L’épilogue d’une saga de quatorze ans
L’accord met un terme à une saga de près de quatorze ans. Il est intervenu alors que la justice britannique devait examiner, les 9 et 10 juillet, un recours d’Assange contre son extradition vers les Etats-Unis, approuvée par le gouvernement britannique en juin 2022.
Il se battait pour ne pas être livré à la justice américaine, qui le poursuit pour avoir rendu publics à partir de 2010 plus de 700 000 documents confidentiels sur les activités militaires et diplomatiques américaines, en particulier en Irak et en Afghanistan.

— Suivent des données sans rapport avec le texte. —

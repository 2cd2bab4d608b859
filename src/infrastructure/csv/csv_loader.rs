// ============================================================
// CSV LOADER
// ============================================================
// Turn a scouting sheet into one header document plus one document per row

use std::path::Path;

use csv::{ReaderBuilder, StringRecord, Trim};

use crate::domain::document::{
    Document, Metadata, Record, META_EXTENSION, META_FILENAME, META_NAME,
};
use crate::domain::error::{AppError, Result};
use crate::domain::team::normalize_team_number;

/// Metadata `name` given to every scouting document.
pub const COMPETITION_DATA_NAME: &str = "FRC Competition Robot Observation Data";

/// Column holding the team number (0-based).
pub const TEAM_NUMBER_COLUMN: usize = 1;

pub struct CsvLoader {
    /// Delimiter character (default: comma)
    delimiter: u8,
}

impl Default for CsvLoader {
    fn default() -> Self {
        Self { delimiter: b',' }
    }
}

impl CsvLoader {
    pub fn new() -> Self {
        Self::default()
    }

    pub fn with_delimiter(mut self, delimiter: u8) -> Self {
        self.delimiter = delimiter;
        self
    }

    /// Load a file into documents.
    ///
    /// `extra_metadata` is merged over the `filename`/`extension` pair and
    /// applies to every document, header included.
    pub fn load(&self, path: &Path, extra_metadata: Option<Metadata>) -> Result<Vec<Document>> {
        let bytes = std::fs::read(path).map_err(|e| {
            AppError::InputError(format!("Failed to read {}: {}", path.display(), e))
        })?;
        self.load_bytes(path, &bytes, extra_metadata)
    }

    /// Same as [`CsvLoader::load`] for content already in memory; `path`
    /// only names the documents.
    pub fn load_bytes(
        &self,
        path: &Path,
        bytes: &[u8],
        extra_metadata: Option<Metadata>,
    ) -> Result<Vec<Document>> {
        let records = self.parse_records(&decode(bytes))?;

        let mut metadata = file_metadata(path);
        if let Some(extra) = extra_metadata {
            metadata.extend(extra);
        }

        Ok(records
            .into_iter()
            .map(|record| Document::from_record(record, &metadata))
            .collect())
    }

    /// Parse CSV text into records, header first.
    pub fn parse_records(&self, content: &str) -> Result<Vec<Record>> {
        let mut reader = ReaderBuilder::new()
            .delimiter(self.delimiter)
            .has_headers(false)
            .trim(Trim::None)
            .flexible(true)
            .from_reader(content.as_bytes());

        let mut rows = reader.records();

        let headings = match rows.next() {
            Some(result) => result?,
            None => {
                return Err(AppError::InputError(
                    "The CSV file is empty (no header row)".to_string(),
                ))
            }
        };

        let mut records = vec![Record::header(headings.iter().collect::<Vec<_>>().join(","))];

        for result in rows {
            let row = result?;
            records.push(Self::parse_row(&row)?);
        }

        tracing::debug!(rows = records.len() - 1, "Parsed scouting CSV");

        Ok(records)
    }

    fn parse_row(row: &StringRecord) -> Result<Record> {
        let line = row.position().map(|p| p.line()).unwrap_or_default();

        let raw_team = row.get(TEAM_NUMBER_COLUMN).ok_or_else(|| {
            AppError::InputError(format!(
                "Row on line {} has no team number column ({} field(s))",
                line,
                row.len()
            ))
        })?;

        let team_number = normalize_team_number(raw_team);
        if team_number.is_empty() {
            return Err(AppError::InputError(format!(
                "Row on line {} has a blank team number",
                line
            )));
        }

        Ok(Record::row(
            row.iter().collect::<Vec<_>>().join(", "),
            team_number,
        ))
    }
}

/// Base metadata shared by every document of an uploaded file.
pub fn file_metadata(path: &Path) -> Metadata {
    let mut metadata = Metadata::new();
    if let Some(name) = path.file_name() {
        metadata.insert(META_FILENAME.to_string(), name.to_string_lossy().into_owned());
    }
    let extension = path
        .extension()
        .map(|ext| format!(".{}", ext.to_string_lossy()))
        .unwrap_or_default();
    metadata.insert(META_EXTENSION.to_string(), extension);
    metadata
}

pub fn competition_metadata() -> Metadata {
    let mut metadata = Metadata::new();
    metadata.insert(META_NAME.to_string(), COMPETITION_DATA_NAME.to_string());
    metadata
}

/// UTF-8 with the BOM stripped; invalid sequences are replaced.
fn decode(bytes: &[u8]) -> String {
    let (content, had_errors) = encoding_rs::UTF_8.decode_with_bom_removal(bytes);
    if had_errors {
        tracing::warn!("CSV contained invalid UTF-8; replaced undecodable bytes");
    }
    content.into_owned()
}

Parmi ces documents figure une vidéo montrant des civils, dont un journaliste de l’agence Reuters et son chauffeur, tués par les tirs d’un hélicoptère de combat américain en Irak en juillet 2007. Visé par dix-huit chefs d’accusation, M. Assange encourait en théorie jusqu’à cent soixante-quinze ans de prison en vertu de la loi sur l’espionnage. Sa complice, Chelsea Manning, à l’origine de la fuite massive de documents, a été condamnée en août 2013 à trente-cinq ans de prison par une cour martiale, mais l’ancien président américain Barack Obama avait commué sa peine à sept ans de prison au terme desquels elle a été libérée.
Le fondateur de WikiLeaks avait été arrêté par la police britannique en avril 2019, après sept ans passés dans l’ambassade d’Equateur à Londres pour éviter son extradition vers la Suède dans une enquête pour viol, classée sans suite la même année. Depuis, les appels se sont multipliés pour que l’actuel président américain, Joe Biden, abandonne les charges contre lui. L’Australie a présenté une demande officielle en ce sens en février.
Dans la première réaction officielle des Etats-Unis à l’accord, le porte-parole du département d’Etat, Matthew Miller, a déclaré que s’agissant d’une affaire judiciaire en cours il ne lui semblait « pas approprié de faire de commentaire à ce stade ».